[Items from a data source]

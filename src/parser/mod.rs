//! Parser module for building an Abstract Syntax Tree (AST).
//!
//! This module contains the parser that transforms a stream of tokens
//! into a Program. It handles:
//!
//! - Statement parsing (declarations, functions, control flow)
//! - Expression parsing over bounded token ranges with operator precedence
//! - Error reporting at the offending token
//!
//! Statements dispatch through a lookup table keyed by their leading token.
//! Expressions split at the lowest-precedence operator outside parentheses.

pub mod expr;
pub mod lookups;
pub mod parser;
pub mod stmt;
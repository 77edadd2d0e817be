//! Static checking module.
//!
//! This module validates a parsed program before it is run or compiled:
//!
//! - Verifying type correctness of expressions and statements
//! - Resolving variable and function references
//! - Checking call arity and argument types
//! - Managing block and function scopes
//! - Validating return statements against the enclosing function
//!
//! Every problem becomes a line-located diagnostic; checking continues after
//! each one and `error`-typed results keep a mistake from cascading.

pub mod type_checker;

### Problem details:
Write out an exact transcription of the line with "and function scopes" and of each line after it; stop at the end of the records.

### Result for this exercise:
//! - Managing block and function scopes
//! - Validating return statements against the enclosing function
//!
//! Every problem becomes a line-located diagnostic; checking continues after
//! each one and `error`-typed results keep a mistake from cascading.

pub mod type_checker;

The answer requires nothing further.